А в Верховный Совет СССР я попал таким образом. После ГКЧП августа 1991 года Верховный Совет СССР в прежнем составе был распущен и образован новый двухпалатный Верховный Совет СССР. В нижнюю палату вошли избранные накануне народные депутаты СССР, а в Верхнюю Палату были делегированы депутаты Парламентами Союзных республик. Я попал в Верхнюю Палату Верховного Совета СССР поле того, как прямым голосованием был делегирован туда Верховным Советом РФ. Там же был избран председателем подкомитета Комитета по Международным делам. Но такой двухпалатный Парламент СССР, как известно, просуществовал недолго. После того, как развалили СССР, я вернулся обратно в Верховный Совет РФ.

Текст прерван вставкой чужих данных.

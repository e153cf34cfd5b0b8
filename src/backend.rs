//! Streaming backend capabilities consumed by the core.
//!
//! `types` defines the traits and value types, `memory` is an in-process
//! implementation used for dry runs and tests.

pub mod memory;
mod types;

pub use types::*;
#[tokio::test(start_paused = true)]
async fn lost_connection_stops_at_the_failed_insert() {
    let names = refs("t", 9);
    let backend = Arc::new(MemoryBackend::new().with_tracks(names.iter().map(String::as_str)));
    let (session, ingestor) = setup(&backend).await;

    let remote = backend.clone();
    tokio::spawn(async move {
        tokio::time::sleep(Duration::from_millis(150)).await;
        remote.drop_connection(GUILD);
    });

    let input = descriptors(&names.iter().map(String::as_str).collect::<Vec<_>>());
    let start = Instant::now();
    let report = ingestor
        .enqueue(&session, &input, "dana", &CancellationToken::new())
        .await;

    assert!(report.session_closed);
    assert_eq!(report.added, 2);
    assert_eq!(report.dropped, names[2..].to_vec());
    // The third item was resolved before its insert hit the dead player.
    assert_eq!(backend.load_calls().len(), 3);
    assert_eq!(start.elapsed(), Duration::from_millis(200));
    assert!(session.is_closed());
}

#[tokio::test(start_paused = true)]
async fn skip_and_pause_during_import_keep_input_order() {
    let names = refs("t", 6);
    let backend = Arc::new(MemoryBackend::new().with_tracks(names.iter().map(String::as_str)));
    let (session, ingestor) = setup(&backend).await;

    let other = session.clone();
    let commands = tokio::spawn(async move {
        tokio::time::sleep(Duration::from_millis(150)).await;
        let skipped = other.skip().await.unwrap();
        // Lands inside the gap between the two batches.
        tokio::time::sleep(Duration::from_millis(500)).await;
        let toggle = other.toggle_pause().await.unwrap();
        (skipped.map(|i| i.title().to_string()), toggle)
    });

    let input = descriptors(&names.iter().map(String::as_str).collect::<Vec<_>>());
    let report = ingestor
        .enqueue(&session, &input, "dana", &CancellationToken::new())
        .await;
    let (skipped, toggle) = commands.await.unwrap();

    assert_eq!(skipped.as_deref(), Some("t1"));
    assert_eq!(toggle, crate::session::PauseToggle::Paused);
    assert_eq!(report.added, 6);
    assert!(report.dropped.is_empty());

    let view = backend.snapshot(GUILD).unwrap();
    assert_eq!(view.state, PlayerState::Paused);
    assert_eq!(view.current.as_deref(), Some("t2"));
    assert_eq!(view.queued, vec!["t3", "t4", "t5", "t6"]);
}

#[tokio::test(start_paused = true)]
async fn stop_during_import_keeps_appending_in_order() {
    let names = refs("t", 6);
    let backend = Arc::new(MemoryBackend::new().with_tracks(names.iter().map(String::as_str)));
    let (session, ingestor) = setup(&backend).await;

    let other = session.clone();
    tokio::spawn(async move {
        tokio::time::sleep(Duration::from_millis(150)).await;
        other.stop(false).await.unwrap();
    });

    let input = descriptors(&names.iter().map(String::as_str).collect::<Vec<_>>());
    let report = ingestor
        .enqueue(&session, &input, "dana", &CancellationToken::new())
        .await;

    assert!(!report.session_closed);
    assert_eq!(report.added, 6);
    let view = backend.snapshot(GUILD).unwrap();
    assert_eq!(view.state, PlayerState::Idle);
    assert!(view.current.is_none());
    // "t1" and "t2" were cleared by the stop; the run only ever appends after starting.
    assert_eq!(view.queued, vec!["t3", "t4", "t5", "t6"]);
}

Х. Бурчаев: А возвращаться домой не хотел? Дудаев и Масхадов тебе работу не предлагали?
С-Х. Нунуев: С Дудаевым встречался несколько раз у него дома и в его рабочем кабинете. Мне он показался человеком совершенно не адекватным. Каждая встреча с ним оставляла на душе тревогу. С Масхадовым имел встречи в Побединском и в Шали на чьей-то квартире еще до избрания его Президентом. В его соперничестве с Шамилем Басаевым я однозначно был на его стороне и был рад его победе на выборах. Помог ему накануне выборов издать книгу воспоминаний и размышлений с названием «Честь дороже жизни». Политиком он был, возможно, не очень дальновидным, но как человек он мне показался порядочным, скромным и искренним. Впрочем, не мне о нем судить. Мои суждения могут быть субъективными.
Работу мне никто не предлагал. Единственным человеком, кто когда-то помог мне с работой был Первый секретарь Обкома ВЛКСМ Герсолт Эльмурзаев. Но это – отдельный разговор.